I have a scenario where our laptops, which are connected to AzureAD, need to access some servers on an on-prem Active Directory that isn't synced or related to the Azure AD. This setup has been functioning well; however, I've been informed that we need to disable NTLM. Currently, RDP connections made via VPN from these laptops to some servers work using Kerberos, while others do not. When I enable the Group Policy to deny NTLM, I can connect to some servers, but with others, I get an error saying, 'The function requested is not supported ... This could be due to NTLM authentication being blocked.' I've checked that Kerberos works on the servers that allow connections and that there's no rogue Group Policy causing issues. Interestingly, RDP from a domain-joined server to those problematic servers works fine.
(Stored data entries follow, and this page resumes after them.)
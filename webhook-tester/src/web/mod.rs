//! Web server module for the webhook endpoint.
//!
//! This module provides a single router that:
//! - Answers the `hub.*` subscription handshake on `GET /`
//! - Logs and acknowledges webhook events on `POST /`
//! - Reports status on `GET /health`

pub mod handlers;
pub mod page;
pub mod verification;

use axum::{routing::get, Router};
use tower_http::trace::TraceLayer;

use crate::Config;

pub use handlers::{
    health, parse_event_body, redact_headers, verify_or_info, webhook_event, AppState,
    HealthResponse, MalformedBody, WebhookResponse,
};
pub use page::render_info_page;
pub use verification::{VerificationError, VerificationRequest};

/// Build the application router with the given configuration.
pub fn router(config: Config) -> Router {
    Router::new()
        .route("/", get(verify_or_info).post(webhook_event))
        .route("/health", get(health))
        .layer(TraceLayer::new_for_http())
        .with_state(AppState::new(config))
}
I've compared the SPN records for both working and non-working servers, and except for the hostnames, the records are identical. DNS entries and port accessibility between devices seem fine as well. I'm looking for any insights or ideas on what might be causing this behavior.
1 Answer
It sounds like the SPN might be set correctly, but it's crucial to ensure that those SPNs are actually published in Active Directory. Try using the 'setspn' command to remove existing SPNs and re-add them, running it right on the problem server. Sometimes that can resolve weird authentication issues.

I thought if 'setspn -l' returns results from either the DC or affected host, the SPNs were published in AD. I've run 'setspn -D' to clear them and 'setspn -A' to re-add, yet no changes for NTLM despite it not trying Kerberos, so something client-side might still be limiting it.